MATERIALS PROVIDED:
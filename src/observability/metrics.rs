//! Metrics collection and exposition.
//!
//! # Metrics
//! - `reflector_requests_total` (counter): requests by outcome
//! - `reflector_request_duration_seconds` (histogram): latency by outcome
//!
//! Outcomes are `rendered`, `upstream_error_status`, `incomplete_metadata`
//! and `upstream_failure`.

use std::net::SocketAddr;
use std::time::Instant;

use metrics_exporter_prometheus::{BuildError, PrometheusBuilder};

/// Outcome label for requests whose upstream fetch failed outright.
pub const UPSTREAM_FAILURE: &str = "upstream_failure";

/// Install the Prometheus exporter listening on `addr`.
pub fn init_metrics(addr: SocketAddr) -> Result<(), BuildError> {
    PrometheusBuilder::new().with_http_listener(addr).install()?;
    tracing::info!(address = %addr, "Metrics exporter listening");
    Ok(())
}

/// Record one finished request.
pub fn record_reflection(outcome: &'static str, start: Instant) {
    ::metrics::counter!("reflector_requests_total", "outcome" => outcome).increment(1);
    ::metrics::histogram!("reflector_request_duration_seconds", "outcome" => outcome)
        .record(start.elapsed().as_secs_f64());
}
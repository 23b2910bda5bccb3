//! Open Graph edge reflector.
//!
//! Fetches the page for an inbound path from a fixed upstream origin, pulls
//! its `og:*` and `theme-color` meta tags out of the streamed HTML, and
//! answers with a minimal page that carries those tags and redirects the
//! browser back to the upstream URL.

pub mod config;
pub mod http;
pub mod lifecycle;
pub mod observability;
pub mod reflector;

pub use config::ReflectorConfig;
pub use http::ReflectorServer;
pub use lifecycle::Shutdown;
pub use reflector::{Reflection, Reflector};
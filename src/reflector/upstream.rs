//! Upstream fetch.
//!
//! # Responsibilities
//! - Issue the single GET to the derived upstream URL
//! - Follow redirects transparently
//! - Hand the status and an unread body stream back to the reflector
//!
//! # Design Decisions
//! - `Upstream` is a trait so the reflector can be driven by an in-memory
//!   origin in tests
//! - The body is pulled chunk by chunk; nothing buffers the whole document
//! - No retries: a transport failure is returned to the caller as is

use std::future::Future;
use std::time::Duration;

use axum::http::StatusCode;
use bytes::Bytes;
use reqwest::redirect::Policy;

use crate::config::UpstreamConfig;
use crate::reflector::types::{ReflectError, ReflectResult};

/// A response whose body has not been read yet.
#[derive(Debug)]
pub struct UpstreamResponse<B> {
    pub status: StatusCode,
    pub body: B,
}

/// A body stream consumed exactly once.
pub trait UpstreamBody: Send {
    /// Next chunk of the body, or `None` once it is exhausted.
    fn next_chunk(&mut self) -> impl Future<Output = ReflectResult<Option<Bytes>>> + Send;
}

/// Something that can fetch an upstream page.
pub trait Upstream: Send + Sync {
    type Body: UpstreamBody;

    /// GET `url`, following redirects.
    fn fetch(
        &self,
        url: &str,
    ) -> impl Future<Output = ReflectResult<UpstreamResponse<Self::Body>>> + Send;
}

/// Production upstream backed by a pooled `reqwest` client.
#[derive(Debug, Clone)]
pub struct HttpUpstream {
    client: reqwest::Client,
}

impl HttpUpstream {
    /// Build the client from configuration.
    pub fn new(config: &UpstreamConfig) -> Result<Self, reqwest::Error> {
        let client = reqwest::Client::builder()
            .redirect(Policy::limited(config.max_redirects))
            .connect_timeout(Duration::from_secs(config.connect_timeout_secs))
            .user_agent(config.user_agent.clone())
            .build()?;
        Ok(Self { client })
    }
}

impl Upstream for HttpUpstream {
    type Body = reqwest::Response;

    async fn fetch(&self, url: &str) -> ReflectResult<UpstreamResponse<reqwest::Response>> {
        let response = self
            .client
            .get(url)
            .send()
            .await
            .map_err(|e| ReflectError::Upstream {
                url: url.to_string(),
                reason: e.to_string(),
            })?;

        if response.url().as_str() != url {
            tracing::debug!(requested = %url, resolved = %response.url(), "Upstream redirected");
        }

        Ok(UpstreamResponse {
            status: response.status(),
            body: response,
        })
    }
}

impl UpstreamBody for reqwest::Response {
    async fn next_chunk(&mut self) -> ReflectResult<Option<Bytes>> {
        self.chunk()
            .await
            .map_err(|e| ReflectError::Body(e.to_string()))
    }
}
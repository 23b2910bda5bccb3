//! Shared utilities for integration tests.

use axum::body::Body;
use axum::http::{Request, Response};
use axum::Router;
use og_reflector::config::ReflectorConfig;
use og_reflector::ReflectorServer;
use tower::ServiceExt;
use wiremock::matchers::{method, path};
use wiremock::{Mock, MockServer, ResponseTemplate};

/// An upstream article page carrying every tracked tag.
pub const ARTICLE: &str = r##"<!DOCTYPE html>
<html lang="ja">
<head>
  <meta charset="utf-8">
  <title>Example - Qiita</title>
  <meta name="theme-color" content="#55C500">
  <meta property="og:type" content="article">
  <meta property="og:title" content="Example">
  <meta property="og:description" content="Desc">
  <meta property="og:url" content="https://qiita.com/items/abc123">
  <script>window.__STATE__ = "<meta property=\"og:title\" content=\"bogus\">";</script>
</head>
<body><article><p>Body text</p></article></body>
</html>"##;

/// Config pointing the reflector at `upstream`.
pub fn config_for(upstream: &MockServer) -> ReflectorConfig {
    let mut config = ReflectorConfig::default();
    config.upstream.origin = upstream.uri();
    config.listener.bind_address = "127.0.0.1:0".into();
    config
}

/// Build the router for `upstream`.
pub fn router_for(upstream: &MockServer) -> Router {
    ReflectorServer::new(config_for(upstream))
        .expect("server builds")
        .router()
}

/// Serve `body` with `status` at `route` on `upstream`.
pub async fn mount_page(upstream: &MockServer, route: &str, status: u16, body: &str) {
    Mock::given(method("GET"))
        .and(path(route))
        .respond_with(
            ResponseTemplate::new(status)
                .insert_header("content-type", "text/html; charset=utf-8")
                .set_body_string(body),
        )
        .mount(upstream)
        .await;
}

/// Send a GET for `uri` through `router`.
pub async fn get(router: Router, uri: &str) -> Response<Body> {
    send(router, Request::builder().uri(uri).body(Body::empty()).unwrap()).await
}

/// Send `request` through `router`.
pub async fn send(router: Router, request: Request<Body>) -> Response<Body> {
    router.oneshot(request).await.unwrap()
}

/// Collect a response body as text.
pub async fn body_text(response: Response<Body>) -> String {
    let bytes = axum::body::to_bytes(response.into_body(), usize::MAX)
        .await
        .unwrap();
    String::from_utf8(bytes.to_vec()).unwrap()
}
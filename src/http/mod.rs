//! HTTP protocol handling subsystem.
//!
//! # Data Flow
//! ```text
//! TCP connection
//!     → server.rs (Axum setup, middleware)
//!     → request.rs (request ID)
//!     → reflector (upstream fetch, metadata scan, page synthesis)
//!     → response.rs (status mapping, content type)
//!     → Send to client
//! ```

pub mod request;
pub mod response;
pub mod server;

pub use request::{request_id, X_REQUEST_ID};
pub use response::{status_body, HTML_CONTENT_TYPE};
pub use server::{AppState, ReflectorServer, ServerError};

TASK TO COMPLETE: For each line of the material that contains the word "observability", make a copy.

SOLUTION TO THE PROBLEM:
filename src/observability/metrics.rs
pub mod observability;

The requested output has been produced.